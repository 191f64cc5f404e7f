//! Shared response envelope types for API handlers.
//!
//! All API responses use a `{ "data": ... }` envelope. Use [`DataResponse`]
//! instead of ad-hoc `serde_json::json!({ "data": ... })`.

use serde::Serialize;

/// Standard `{ "data": T }` response envelope.
///
/// ```ignore
/// Ok(Json(DataResponse { data: snapshot }))
/// ```
#[derive(Debug, Serialize)]
pub struct DataResponse<T: Serialize> {
    pub data: T,
}
use std::collections::HashMap;

use axum::body::Bytes;
use axum::extract::ws::Message;
use chrono::{DateTime, Utc};
use tokio::sync::{mpsc, RwLock};

/// Channel sender half for pushing messages to a WebSocket connection.
pub type WsSender = mpsc::UnboundedSender<Message>;

struct WsConnection {
    sender: WsSender,
    connected_at: DateTime<Utc>,
}

/// Manages all active WebSocket connections.
///
/// Thread-safe via interior `RwLock`; wrap in `Arc` and share.
pub struct WsManager {
    connections: RwLock<HashMap<String, WsConnection>>,
}

impl WsManager {
    pub fn new() -> Self {
        Self {
            connections: RwLock::new(HashMap::new()),
        }
    }

    /// Register a new connection.
    ///
    /// Returns the receiver half of the message channel so the caller can
    /// forward messages to the WebSocket sink.
    pub async fn add(&self, conn_id: String) -> mpsc::UnboundedReceiver<Message> {
        let (tx, rx) = mpsc::unbounded_channel();
        let conn = WsConnection {
            sender: tx,
            connected_at: Utc::now(),
        };
        self.connections.write().await.insert(conn_id, conn);
        rx
    }

    /// Remove a connection by its ID.
    pub async fn remove(&self, conn_id: &str) {
        if let Some(conn) = self.connections.write().await.remove(conn_id) {
            let connected_secs = (Utc::now() - conn.connected_at).num_seconds();
            tracing::debug!(conn_id, connected_secs, "WebSocket connection removed");
        }
    }

    /// Send a message to a single connection. Returns `false` if it is gone.
    pub async fn send_to(&self, conn_id: &str, message: Message) -> bool {
        match self.connections.read().await.get(conn_id) {
            Some(conn) => conn.sender.send(message).is_ok(),
            None => false,
        }
    }

    /// Broadcast a message to all connected clients.
    ///
    /// Connections whose send channels are closed are skipped; they are
    /// removed when their receive loop ends.
    pub async fn broadcast(&self, message: Message) {
        let conns = self.connections.read().await;
        for conn in conns.values() {
            let _ = conn.sender.send(message.clone());
        }
    }

    pub async fn connection_count(&self) -> usize {
        self.connections.read().await.len()
    }

    /// Send a Close frame to every connection, then clear the map.
    pub async fn shutdown_all(&self) {
        let mut conns = self.connections.write().await;
        let count = conns.len();
        for conn in conns.values() {
            let _ = conn.sender.send(Message::Close(None));
        }
        conns.clear();
        tracing::info!(count, "Closed all WebSocket connections");
    }

    /// Send a Ping frame to every connected client.
    pub async fn ping_all(&self) {
        let conns = self.connections.read().await;
        for conn in conns.values() {
            let _ = conn.sender.send(Message::Ping(Bytes::new()));
        }
    }
}

impl Default for WsManager {
    fn default() -> Self {
        Self::new()
    }
}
::::::::
Task item ▸ What is wanted is the full set of entries above, reproduced exactly.

Task response ▸
repository 191f64cc5f404e7f
//! Shared response envelope types for API handlers.
//!
//! All API responses use a `{ "data": ... }` envelope. Use [`DataResponse`]
//! instead of ad-hoc `serde_json::json!({ "data": ... })`.

use serde::Serialize;

/// Standard `{ "data": T }` response envelope.
///
/// ```ignore
/// Ok(Json(DataResponse { data: snapshot }))
/// ```
#[derive(Debug, Serialize)]
pub struct DataResponse<T: Serialize> {
    pub data: T,
}
use std::collections::HashMap;

use axum::body::Bytes;
use axum::extract::ws::Message;
use chrono::{DateTime, Utc};
use tokio::sync::{mpsc, RwLock};

/// Channel sender half for pushing messages to a WebSocket connection.
pub type WsSender = mpsc::UnboundedSender<Message>;

struct WsConnection {
    sender: WsSender,
    connected_at: DateTime<Utc>,
}

/// Manages all active WebSocket connections.
///
/// Thread-safe via interior `RwLock`; wrap in `Arc` and share.
pub struct WsManager {
    connections: RwLock<HashMap<String, WsConnection>>,
}

impl WsManager {
    pub fn new() -> Self {
        Self {
            connections: RwLock::new(HashMap::new()),
        }
    }

    /// Register a new connection.
    ///
    /// Returns the receiver half of the message channel so the caller can
    /// forward messages to the WebSocket sink.
    pub async fn add(&self, conn_id: String) -> mpsc::UnboundedReceiver<Message> {
        let (tx, rx) = mpsc::unbounded_channel();
        let conn = WsConnection {
            sender: tx,
            connected_at: Utc::now(),
        };
        self.connections.write().await.insert(conn_id, conn);
        rx
    }

    /// Remove a connection by its ID.
    pub async fn remove(&self, conn_id: &str) {
        if let Some(conn) = self.connections.write().await.remove(conn_id) {
            let connected_secs = (Utc::now() - conn.connected_at).num_seconds();
            tracing::debug!(conn_id, connected_secs, "WebSocket connection removed");
        }
    }

    /// Send a message to a single connection. Returns `false` if it is gone.
    pub async fn send_to(&self, conn_id: &str, message: Message) -> bool {
        match self.connections.read().await.get(conn_id) {
            Some(conn) => conn.sender.send(message).is_ok(),
            None => false,
        }
    }

    /// Broadcast a message to all connected clients.
    ///
    /// Connections whose send channels are closed are skipped; they are
    /// removed when their receive loop ends.
    pub async fn broadcast(&self, message: Message) {
        let conns = self.connections.read().await;
        for conn in conns.values() {
            let _ = conn.sender.send(message.clone());
        }
    }

    pub async fn connection_count(&self) -> usize {
        self.connections.read().await.len()
    }

    /// Send a Close frame to every connection, then clear the map.
    pub async fn shutdown_all(&self) {
        let mut conns = self.connections.write().await;
        let count = conns.len();
        for conn in conns.values() {
            let _ = conn.sender.send(Message::Close(None));
        }
        conns.clear();
        tracing::info!(count, "Closed all WebSocket connections");
    }

    /// Send a Ping frame to every connected client.
    pub async fn ping_all(&self) {
        let conns = self.connections.read().await;
        for conn in conns.values() {
            let _ = conn.sender.send(Message::Ping(Bytes::new()));
        }
    }
}

impl Default for WsManager {
    fn default() -> Self {
        Self::new()
    }
}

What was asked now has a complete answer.